Go line by line through the entries below and copy those containing the string "lines".

************

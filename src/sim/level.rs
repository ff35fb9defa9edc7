//! Level maps: text → typed tile placements
//!
//! One character per grid cell. The last line of the file is row 0, so world
//! Y grows toward the top of the file.

use std::collections::HashMap;
use std::fs;
use std::io;
use std::path::PathBuf;

use glam::Vec2;
use serde::{Deserialize, Serialize};

use crate::cell_center;

/// A grid cell's content
#[derive(Debug, Clone, Copy, PartialEq, Eq, Hash, Serialize, Deserialize)]
pub enum Tile {
    Empty,
    Wall,
    Vortex,
    Star,
    Finish,
    TeleportA,
    TeleportB,
}

impl Tile {
    /// Map a level character to a tile, `None` if it is not part of the format
    pub fn from_char(ch: char) -> Option<Self> {
        match ch {
            ' ' => Some(Tile::Empty),
            'x' => Some(Tile::Wall),
            'v' => Some(Tile::Vortex),
            's' => Some(Tile::Star),
            'f' => Some(Tile::Finish),
            't' => Some(Tile::TeleportA),
            'T' => Some(Tile::TeleportB),
            _ => None,
        }
    }

    pub fn as_char(&self) -> char {
        match self {
            Tile::Empty => ' ',
            Tile::Wall => 'x',
            Tile::Vortex => 'v',
            Tile::Star => 's',
            Tile::Finish => 'f',
            Tile::TeleportA => 't',
            Tile::TeleportB => 'T',
        }
    }

    /// Sprite the presentation layer draws for this tile
    pub fn sprite_name(&self) -> Option<&'static str> {
        match self {
            Tile::Empty => None,
            Tile::Wall => Some("block"),
            Tile::Vortex => Some("vortex"),
            Tile::Star => Some("star"),
            Tile::Finish => Some("finish"),
            Tile::TeleportA | Tile::TeleportB => Some("teleport"),
        }
    }

    pub fn is_teleport(&self) -> bool {
        matches!(self, Tile::TeleportA | Tile::TeleportB)
    }
}

/// A tile at a grid coordinate
#[derive(Debug, Clone, Copy, PartialEq, Serialize, Deserialize)]
pub struct Placement {
    pub tile: Tile,
    pub row: usize,
    pub column: usize,
}

impl Placement {
    pub fn position(&self) -> Vec2 {
        cell_center(self.row, self.column)
    }
}

/// Why a level map was rejected
#[derive(Debug, Clone, PartialEq, Eq)]
pub enum MalformedReason {
    /// Character outside the tile table (line and column are 1-based, file order)
    UnknownTile { ch: char, line: usize, column: usize },
    /// No non-blank line
    Empty,
}

impl std::fmt::Display for MalformedReason {
    fn fmt(&self, f: &mut std::fmt::Formatter<'_>) -> std::fmt::Result {
        match self {
            MalformedReason::UnknownTile { ch, line, column } => {
                write!(f, "unknown tile {:?} at line {}, column {}", ch, line, column)
            }
            MalformedReason::Empty => write!(f, "level has no rows"),
        }
    }
}

/// Level loading failures
#[derive(Debug, thiserror::Error)]
pub enum LevelError {
    #[error("level {name:?} not found")]
    NotFound { name: String },
    #[error("level {name:?} is malformed: {reason}")]
    Malformed { name: String, reason: MalformedReason },
    #[error("level {name:?} could not be read: {source}")]
    Io {
        name: String,
        #[source]
        source: io::Error,
    },
}

/// Parse level text into placements, Empty cells included.
///
/// All-or-nothing: any unknown character rejects the whole level.
pub fn parse_level(name: &str, text: &str) -> Result<Vec<Placement>, LevelError> {
    let lines: Vec<&str> = text.lines().collect();
    if lines.iter().all(|line| line.trim().is_empty()) {
        return Err(LevelError::Malformed {
            name: name.to_string(),
            reason: MalformedReason::Empty,
        });
    }

    let line_count = lines.len();
    let mut placements = Vec::new();

    for (row, line) in lines.iter().rev().enumerate() {
        for (column, ch) in line.chars().enumerate() {
            let Some(tile) = Tile::from_char(ch) else {
                return Err(LevelError::Malformed {
                    name: name.to_string(),
                    reason: MalformedReason::UnknownTile {
                        ch,
                        line: line_count - row,
                        column: column + 1,
                    },
                });
            };
            placements.push(Placement { tile, row, column });
        }
    }

    Ok(placements)
}

/// Where level text comes from
pub trait LevelSource {
    fn read_level(&self, name: &str) -> Result<String, LevelError>;
}

/// Reads `<root>/<name>.txt`
#[derive(Debug, Clone)]
pub struct DirLevelSource {
    root: PathBuf,
}

impl DirLevelSource {
    pub fn new(root: impl Into<PathBuf>) -> Self {
        Self { root: root.into() }
    }

    pub fn path_for(&self, name: &str) -> PathBuf {
        self.root.join(format!("{}.txt", name))
    }
}

impl LevelSource for DirLevelSource {
    fn read_level(&self, name: &str) -> Result<String, LevelError> {
        let path = self.path_for(name);
        fs::read_to_string(&path).map_err(|source| match source.kind() {
            io::ErrorKind::NotFound => LevelError::NotFound {
                name: name.to_string(),
            },
            _ => LevelError::Io {
                name: name.to_string(),
                source,
            },
        })
    }
}

/// Levels held in memory
#[derive(Debug, Clone, Default)]
pub struct MemoryLevelSource {
    levels: HashMap<String, String>,
}

impl MemoryLevelSource {
    pub fn new() -> Self {
        Self::default()
    }

    pub fn with_level(mut self, name: impl Into<String>, text: impl Into<String>) -> Self {
        self.insert(name, text);
        self
    }

    pub fn insert(&mut self, name: impl Into<String>, text: impl Into<String>) {
        self.levels.insert(name.into(), text.into());
    }
}

impl LevelSource for MemoryLevelSource {
    fn read_level(&self, name: &str) -> Result<String, LevelError> {
        self.levels
            .get(name)
            .cloned()
            .ok_or_else(|| LevelError::NotFound {
                name: name.to_string(),
            })
    }
}
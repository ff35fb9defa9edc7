//! Game settings and level campaign
//!
//! Loaded from a JSON file next to the binary; the simulation only sees the
//! parsed values.

use std::fs;
use std::path::{Path, PathBuf};

use glam::Vec2;
use serde::{Deserialize, Serialize};

use crate::consts::DEFAULT_SPAWN;

/// Which directional signal drives gravity
#[derive(Debug, Clone, Copy, PartialEq, Eq, Serialize, Deserialize, Default)]
pub enum InputMode {
    /// Touch/mouse position relative to the player (simulator, desktop)
    Pointer,
    /// Device accelerometer
    #[default]
    Tilt,
}

impl InputMode {
    pub fn as_str(&self) -> &'static str {
        match self {
            InputMode::Pointer => "Pointer",
            InputMode::Tilt => "Tilt",
        }
    }

    pub fn from_str(s: &str) -> Option<Self> {
        match s.to_lowercase().as_str() {
            "pointer" | "touch" | "mouse" => Some(InputMode::Pointer),
            "tilt" | "accelerometer" => Some(InputMode::Tilt),
            _ => None,
        }
    }
}

/// What happens after the last level's finish is reached
#[derive(Debug, Clone, Copy, PartialEq, Eq, Serialize, Deserialize, Default)]
pub enum CampaignEnd {
    /// Start over at the first level, score carried
    #[default]
    Loop,
    /// Stop simulating; the state becomes `Complete`
    Stop,
}

/// One level of the campaign
#[derive(Debug, Clone, PartialEq, Serialize, Deserialize)]
pub struct LevelEntry {
    /// Resource name (file stem for directory sources)
    pub name: String,
    /// Player spawn point in world units
    pub spawn: [f32; 2],
}

impl LevelEntry {
    pub fn new(name: impl Into<String>, spawn: Vec2) -> Self {
        Self {
            name: name.into(),
            spawn: spawn.to_array(),
        }
    }

    pub fn spawn_point(&self) -> Vec2 {
        Vec2::from_array(self.spawn)
    }
}

/// Game settings
#[derive(Debug, Clone, Serialize, Deserialize)]
pub struct Settings {
    /// Gravity input strategy
    pub input_mode: InputMode,
    /// Directory holding `<name>.txt` level maps
    pub level_dir: PathBuf,
    /// Levels in play order
    pub levels: Vec<LevelEntry>,
    /// Behavior after the last level
    #[serde(default)]
    pub on_campaign_end: CampaignEnd,
}

impl Default for Settings {
    fn default() -> Self {
        let spawn = Vec2::new(DEFAULT_SPAWN.0, DEFAULT_SPAWN.1);
        Self {
            input_mode: InputMode::Tilt,
            level_dir: PathBuf::from("levels"),
            levels: vec![
                LevelEntry::new("level1", spawn),
                LevelEntry::new("level2", spawn),
            ],
            on_campaign_end: CampaignEnd::Loop,
        }
    }
}

impl Settings {
    /// Load settings from a JSON file, falling back to defaults
    pub fn load_from(path: &Path) -> Self {
        let json = match fs::read_to_string(path) {
            Ok(json) => json,
            Err(err) => {
                log::warn!("Settings {} unreadable ({}), using defaults", path.display(), err);
                return Self::default();
            }
        };

        match serde_json::from_str::<Settings>(&json) {
            Ok(settings) if !settings.levels.is_empty() => {
                log::info!(
                    "Loaded settings from {} ({} levels)",
                    path.display(),
                    settings.levels.len()
                );
                settings
            }
            Ok(_) => {
                log::warn!("Settings {} list no levels, using defaults", path.display());
                Self::default()
            }
            Err(err) => {
                log::warn!("Settings {} invalid ({}), using defaults", path.display(), err);
                Self::default()
            }
        }
    }

    /// Save settings as pretty JSON
    pub fn save_to(&self, path: &Path) -> std::io::Result<()> {
        let json = serde_json::to_string_pretty(self).map_err(std::io::Error::other)?;
        fs::write(path, json)?;
        log::info!("Settings saved to {}", path.display());
        Ok(())
    }
}

#[cfg(test)]
mod tests {
    use super::*;

    #[test]
    fn test_default_campaign() {
        let settings = Settings::default();
        assert_eq!(settings.levels.len(), 2);
        assert_eq!(settings.levels[0].name, "level1");
        assert_eq!(settings.levels[0].spawn_point(), Vec2::new(96.0, 672.0));
        assert_eq!(settings.on_campaign_end, CampaignEnd::Loop);
    }

    #[test]
    fn test_settings_json() {
        let json = r#"{
            "input_mode": "Pointer",
            "level_dir": "maps",
            "levels": [{ "name": "intro", "spawn": [32.0, 32.0] }]
        }"#;
        let settings: Settings = serde_json::from_str(json).unwrap();
        assert_eq!(settings.input_mode, InputMode::Pointer);
        assert_eq!(settings.levels[0].spawn_point(), Vec2::new(32.0, 32.0));
        // Missing field takes the default
        assert_eq!(settings.on_campaign_end, CampaignEnd::Loop);
    }

    #[test]
    fn test_missing_file_falls_back() {
        let settings = Settings::load_from(Path::new("does/not/exist.json"));
        assert_eq!(settings.levels.len(), 2);
    }

    #[test]
    fn test_save_then_load() {
        let path = std::env::temp_dir().join(format!("tilt-maze-settings-{}.json", std::process::id()));
        let settings = Settings {
            input_mode: InputMode::Pointer,
            level_dir: PathBuf::from("maps"),
            levels: vec![LevelEntry::new("intro", Vec2::new(160.0, 96.0))],
            on_campaign_end: CampaignEnd::Stop,
        };
        settings.save_to(&path).unwrap();
        let loaded = Settings::load_from(&path);
        let _ = fs::remove_file(&path);

        assert_eq!(loaded.input_mode, InputMode::Pointer);
        assert_eq!(loaded.level_dir, PathBuf::from("maps"));
        assert_eq!(loaded.levels, settings.levels);
        assert_eq!(loaded.on_campaign_end, CampaignEnd::Stop);
    }

    #[test]
    fn test_input_mode_from_str() {
        assert_eq!(InputMode::from_str("TILT"), Some(InputMode::Tilt));
        assert_eq!(InputMode::from_str("touch"), Some(InputMode::Pointer));
        assert_eq!(InputMode::from_str("joystick"), None);
        assert_eq!(InputMode::Pointer.as_str(), "Pointer");
    }
}
impl Serialize for Dynamic {
    fn serialize<S>(&self, serializer: S) -> std::result::Result<S::Ok, S::Error>
    where
        S: serde::Serializer,
    {
        match self {
            Dynamic::Null => serializer.serialize_unit(),
            Dynamic::Bool(b) => serializer.serialize_bool(*b),
            Dynamic::Number(n) => serializer.serialize_f64(*n),
            Dynamic::String(s) => serializer.serialize_str(s),
            Dynamic::List(l) => l.serialize(serializer),
            Dynamic::Map(m) => m.serialize(serializer),
            Dynamic::Unknown => serializer.serialize_str("__unknown__"),
        }
    }
}

impl<'de> Deserialize<'de> for Dynamic {
    fn deserialize<D>(deserializer: D) -> std::result::Result<Self, D::Error>
    where
        D: serde::Deserializer<'de>,
    {
        use serde::de::{self, Visitor};

        struct DynamicVisitor;

        impl<'de> Visitor<'de> for DynamicVisitor {
            type Value = Dynamic;

            fn expecting(&self, formatter: &mut fmt::Formatter) -> fmt::Result {
                formatter.write_str("a valid Dynamic value")
            }

            fn visit_unit<E: de::Error>(self) -> std::result::Result<Dynamic, E> {
                Ok(Dynamic::Null)
            }

            fn visit_none<E: de::Error>(self) -> std::result::Result<Dynamic, E> {
                Ok(Dynamic::Null)
            }

            fn visit_bool<E: de::Error>(self, value: bool) -> std::result::Result<Dynamic, E> {
                Ok(Dynamic::Bool(value))
            }

            fn visit_i64<E: de::Error>(self, value: i64) -> std::result::Result<Dynamic, E> {
                Ok(Dynamic::Number(value as f64))
            }

            fn visit_u64<E: de::Error>(self, value: u64) -> std::result::Result<Dynamic, E> {
                Ok(Dynamic::Number(value as f64))
            }

            fn visit_f64<E: de::Error>(self, value: f64) -> std::result::Result<Dynamic, E> {
                Ok(Dynamic::Number(value))
            }

            fn visit_str<E: de::Error>(self, value: &str) -> std::result::Result<Dynamic, E> {
                if value == "__unknown__" {
                    Ok(Dynamic::Unknown)
                } else {
                    Ok(Dynamic::String(value.to_string()))
                }
            }

            fn visit_seq<V>(self, mut seq: V) -> std::result::Result<Dynamic, V::Error>
            where
                V: de::SeqAccess<'de>,
            {
                let mut vec = Vec::new();
                while let Some(elem) = seq.next_element()? {
                    vec.push(elem);
                }
                Ok(Dynamic::List(vec))
            }

            fn visit_map<V>(self, mut map: V) -> std::result::Result<Dynamic, V::Error>
            where
                V: de::MapAccess<'de>,
            {
                let mut hashmap = HashMap::new();
                while let Some((key, value)) = map.next_entry()? {
                    hashmap.insert(key, value);
                }
                Ok(Dynamic::Map(hashmap))
            }
        }

        deserializer.deserialize_any(DynamicVisitor)
    }
}

/// DynamicValue wraps the root of a configuration, plan or state tree
#[derive(Debug, Clone, PartialEq)]
pub struct DynamicValue {
    pub value: Dynamic,
}
impl<R: Reconciler> ManagedResource<R> {
    pub fn new(reconciler: R) -> Self {
        let schema = reconciler.schema();
        Self {
            reconciler,
            schema,
            provider_data: None,
        }
    }

    pub fn reconciler(&self) -> &R {
        &self.reconciler
    }

    fn client(&self) -> Result<&Client, Diagnostic> {
        self.provider_data
            .as_ref()
            .map(|data| &data.client)
            .ok_or_else(diagnostics::not_configured)
    }

    fn api_error(&self, action: &str, error: &ApiError) -> Vec<Diagnostic> {
        let summary = format!("Failed to {} {}", action, self.reconciler.type_name());
        diagnostics::api_error(&summary, error, &self.schema)
    }

    fn planned(&self, planned: &DynamicValue) -> DynamicValue {
        let mut planned = planned.clone();
        self.schema.apply_defaults(&mut planned);
        planned
    }

    /// Resource-level and field-level version checks against the active revision
    fn check_revision(&self, client: &Client, planned: &Dynamic) -> Vec<Diagnostic> {
        let mut diags = Vec::new();
        if let Err(e) = client.require(self.reconciler.min_revision(), self.reconciler.type_name())
        {
            diags.extend(self.api_error("plan", &e));
        }

        let shape = self.reconciler.collection(client).shape();
        let unmet = shape.unmet(client.revision(), planned);
        diags.extend(diagnostics::unmet_gates(&unmet, client.revision()));
        diags
    }

    /// State without the extra calls of `after_read`, for when those failed
    fn project_offline(&self, client: &Client, model: &R::Model, prior: &Dynamic) -> DynamicValue {
        let mut value = self
            .reconciler
            .flatten(&self.schema, model, client.revision())
            .into_dynamic();
        preserve_sensitive(&self.schema.block, prior, &mut value);
        DynamicValue::new(value)
    }

    async fn project(
        &self,
        ctx: &Context,
        client: &Client,
        model: &R::Model,
        prior: &Dynamic,
    ) -> Result<DynamicValue, ApiError> {
        let state = self
            .reconciler
            .flatten(&self.schema, model, client.revision());
        let state = self
            .reconciler
            .after_read(ctx, client, model, prior, state)
            .await?;
        let mut value = state.into_dynamic();
        preserve_sensitive(&self.schema.block, prior, &mut value);
        Ok(DynamicValue::new(value))
    }

    /// `None` when the object is gone
    async fn read_state(
        &self,
        ctx: &Context,
        client: &Client,
        id: &str,
        prior: &Dynamic,
    ) -> Result<Option<DynamicValue>, ApiError> {
        let model = match self.reconciler.collection(client).get(ctx, id).await {
            Ok(model) => model,
            Err(e) if e.is_not_found() => return Ok(None),
            Err(e) => return Err(e),
        };
        self.project(ctx, client, &model, prior).await.map(Some)
    }
}

fn state_id(state: &DynamicValue) -> Option<String> {
    Attrs::of(state).non_empty_string("id")
}
//! DataSource trait and related types

use crate::context::Context;
use crate::schema::Schema;
use crate::types::{ClientCapabilities, Deferred, Diagnostic, DynamicValue};
use async_trait::async_trait;
use std::any::Any;
use std::sync::Arc;

/// Base trait for data sources - read is the only operation
#[async_trait]
pub trait DataSource: Send + Sync {
    /// Constant type name, e.g. "appgate_site".
    /// MUST match the key used in Provider::data_sources()
    fn type_name(&self) -> &str;

    async fn metadata(
        &self,
        ctx: Context,
        request: DataSourceMetadataRequest,
    ) -> DataSourceMetadataResponse;

    async fn schema(
        &self,
        ctx: Context,
        request: DataSourceSchemaRequest,
    ) -> DataSourceSchemaResponse;

    async fn validate(
        &self,
        ctx: Context,
        request: ValidateDataSourceConfigRequest,
    ) -> ValidateDataSourceConfigResponse;

    /// MUST populate all attributes in response.state
    async fn read(&self, ctx: Context, request: ReadDataSourceRequest) -> ReadDataSourceResponse;
}

pub struct DataSourceMetadataRequest;

pub struct DataSourceMetadataResponse {
    pub type_name: String,
}

pub struct DataSourceSchemaRequest;

pub struct DataSourceSchemaResponse {
    pub schema: Schema,
    pub diagnostics: Vec<Diagnostic>,
}

pub struct ValidateDataSourceConfigRequest {
    pub type_name: String,
    pub config: DynamicValue,
}

pub struct ValidateDataSourceConfigResponse {
    pub diagnostics: Vec<Diagnostic>,
}

pub struct ReadDataSourceRequest {
    pub type_name: String,
    pub config: DynamicValue,
    pub provider_meta: Option<DynamicValue>,
    pub client_capabilities: ClientCapabilities,
}

pub struct ReadDataSourceResponse {
    pub state: DynamicValue,
    pub diagnostics: Vec<Diagnostic>,
    pub deferred: Option<Deferred>,
}

/// All data sources implement configure to receive provider data
#[async_trait]
pub trait DataSourceWithConfigure: DataSource {
    async fn configure(
        &mut self,
        ctx: Context,
        request: ConfigureDataSourceRequest,
    ) -> ConfigureDataSourceResponse;
}

pub struct ConfigureDataSourceRequest {
    pub provider_data: Option<Arc<dyn Any + Send + Sync>>,
}

pub struct ConfigureDataSourceResponse {
    pub diagnostics: Vec<Diagnostic>,
}
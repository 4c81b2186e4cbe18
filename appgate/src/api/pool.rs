//! HTTP transport settings for the admin API

use std::time::Duration;

use super::error::ApiError;

pub struct ConnectionPoolConfig {
    pub max_idle_connections: usize,
    pub idle_timeout: Duration,
    pub connection_timeout: Duration,
    /// Per attempt; the operation deadline bounds the whole call
    pub request_timeout: Duration,
    pub tcp_keepalive: Option<Duration>,
    /// Skip TLS verification; collectives commonly run self-signed certificates
    pub insecure: bool,
}

impl Default for ConnectionPoolConfig {
    fn default() -> Self {
        Self {
            max_idle_connections: 10,
            idle_timeout: Duration::from_secs(90),
            connection_timeout: Duration::from_secs(10),
            request_timeout: Duration::from_secs(20),
            tcp_keepalive: Some(Duration::from_secs(30)),
            insecure: true,
        }
    }
}

impl ConnectionPoolConfig {
    pub fn build_client(&self) -> Result<reqwest::Client, ApiError> {
        let mut builder = reqwest::Client::builder()
            .danger_accept_invalid_certs(self.insecure)
            .timeout(self.request_timeout)
            .connect_timeout(self.connection_timeout)
            .pool_idle_timeout(self.idle_timeout)
            .pool_max_idle_per_host(self.max_idle_connections)
            .user_agent(concat!("terraform-provider-appgate/", env!("CARGO_PKG_VERSION")));

        if let Some(keepalive) = self.tcp_keepalive {
            builder = builder.tcp_keepalive(keepalive);
        }

        builder.build().map_err(ApiError::Transport)
    }
}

************

▶ _Answer to this problem_
    let lines: Vec<&str> = text.lines().collect();
    if lines.iter().all(|line| line.trim().is_empty()) {
    let line_count = lines.len();
    for (row, line) in lines.iter().rev().enumerate() {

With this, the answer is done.